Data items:
"""

//! Datasets stored as Python pickle files.

use super::{Dataset, DatasetSchema, DatasetWriter};
use crate::{io::utils::open_file_and_map_err, io_result};
use ndarray::prelude::*;
use serde::Serialize;
use serde_pickle::{DeOptions, SerOptions};
use std::{
    fs,
    io::{self, BufReader, BufWriter, Write},
    path::{Path, PathBuf},
};

/// Reads a dataset from the pickle file at the given path.
pub fn read_dataset<P: AsRef<Path>>(file_path: P) -> io::Result<Dataset> {
    let file_path = file_path.as_ref();
    let file = open_file_and_map_err(file_path)?;
    let mut dataset: Dataset =
        io_result!(serde_pickle::from_reader(BufReader::new(file), DeOptions::new()))?;
    dataset.set_path(file_path);
    Ok(dataset)
}

/// Serializes the given dataset into pickle format and saves it at the given path.
pub fn write_dataset<P: AsRef<Path>>(file_path: P, dataset: &Dataset) -> io::Result<()> {
    let mut file = BufWriter::new(fs::File::create(file_path)?);
    write_data_as_pickle(&mut file, dataset)?;
    file.flush()
}

/// Serializes the given data into pickle format and writes it to the given writer.
pub fn write_data_as_pickle<W: Write, T: Serialize>(writer: &mut W, data: &T) -> io::Result<()> {
    match serde_pickle::to_writer(writer, data, SerOptions::new()) {
        Ok(_) => Ok(()),
        Err(serde_pickle::Error::Io(err)) => Err(err),
        Err(err) => Err(io::Error::new(
            io::ErrorKind::Other,
            format!("Unexpected error while serializing data to pickle file: {}", err),
        )),
    }
}

/// Writer that collects a dataset in memory and saves it as a pickle file
/// when finished.
#[derive(Debug)]
pub struct PickleDatasetWriter {
    file_path: PathBuf,
    dataset: Dataset,
}

impl PickleDatasetWriter {
    pub fn new<P: AsRef<Path>>(file_path: P) -> Self {
        Self {
            file_path: file_path.as_ref().to_path_buf(),
            dataset: Dataset::default(),
        }
    }
}

impl DatasetWriter for PickleDatasetWriter {
    fn define(&mut self, schema: &DatasetSchema) -> io::Result<()> {
        self.dataset = Dataset::new(schema.clone());
        Ok(())
    }

    fn write_variable(&mut self, name: &str, values: ArrayViewD<f64>) -> io::Result<()> {
        self.dataset.assign_variable(name, values.to_owned())
    }

    fn write_variable_at_time(
        &mut self,
        name: &str,
        time_index: usize,
        values: ArrayViewD<f64>,
    ) -> io::Result<()> {
        self.dataset
            .assign_variable_at_time(name, time_index, values)
    }

    fn finish(self: Box<Self>) -> io::Result<()> {
        write_dataset(&self.file_path, &self.dataset)
    }
}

"""

- [Problem to work on]: Each entry above is to be transcribed without alteration.

- [Written solution]:
//! Datasets stored as Python pickle files.

use super::{Dataset, DatasetSchema, DatasetWriter};
use crate::{io::utils::open_file_and_map_err, io_result};
use ndarray::prelude::*;
use serde::Serialize;
use serde_pickle::{DeOptions, SerOptions};
use std::{
    fs,
    io::{self, BufReader, BufWriter, Write},
    path::{Path, PathBuf},
};

/// Reads a dataset from the pickle file at the given path.
pub fn read_dataset<P: AsRef<Path>>(file_path: P) -> io::Result<Dataset> {
    let file_path = file_path.as_ref();
    let file = open_file_and_map_err(file_path)?;
    let mut dataset: Dataset =
        io_result!(serde_pickle::from_reader(BufReader::new(file), DeOptions::new()))?;
    dataset.set_path(file_path);
    Ok(dataset)
}

/// Serializes the given dataset into pickle format and saves it at the given path.
pub fn write_dataset<P: AsRef<Path>>(file_path: P, dataset: &Dataset) -> io::Result<()> {
    let mut file = BufWriter::new(fs::File::create(file_path)?);
    write_data_as_pickle(&mut file, dataset)?;
    file.flush()
}

/// Serializes the given data into pickle format and writes it to the given writer.
pub fn write_data_as_pickle<W: Write, T: Serialize>(writer: &mut W, data: &T) -> io::Result<()> {
    match serde_pickle::to_writer(writer, data, SerOptions::new()) {
        Ok(_) => Ok(()),
        Err(serde_pickle::Error::Io(err)) => Err(err),
        Err(err) => Err(io::Error::new(
            io::ErrorKind::Other,
            format!("Unexpected error while serializing data to pickle file: {}", err),
        )),
    }
}

/// Writer that collects a dataset in memory and saves it as a pickle file
/// when finished.
#[derive(Debug)]
pub struct PickleDatasetWriter {
    file_path: PathBuf,
    dataset: Dataset,
}

impl PickleDatasetWriter {
    pub fn new<P: AsRef<Path>>(file_path: P) -> Self {
        Self {
            file_path: file_path.as_ref().to_path_buf(),
            dataset: Dataset::default(),
        }
    }
}

impl DatasetWriter for PickleDatasetWriter {
    fn define(&mut self, schema: &DatasetSchema) -> io::Result<()> {
        self.dataset = Dataset::new(schema.clone());
        Ok(())
    }

    fn write_variable(&mut self, name: &str, values: ArrayViewD<f64>) -> io::Result<()> {
        self.dataset.assign_variable(name, values.to_owned())
    }

    fn write_variable_at_time(
        &mut self,
        name: &str,
        time_index: usize,
        values: ArrayViewD<f64>,
    ) -> io::Result<()> {
        self.dataset
            .assign_variable_at_time(name, time_index, values)
    }

    fn finish(self: Box<Self>) -> io::Result<()> {
        write_dataset(&self.file_path, &self.dataset)
    }
}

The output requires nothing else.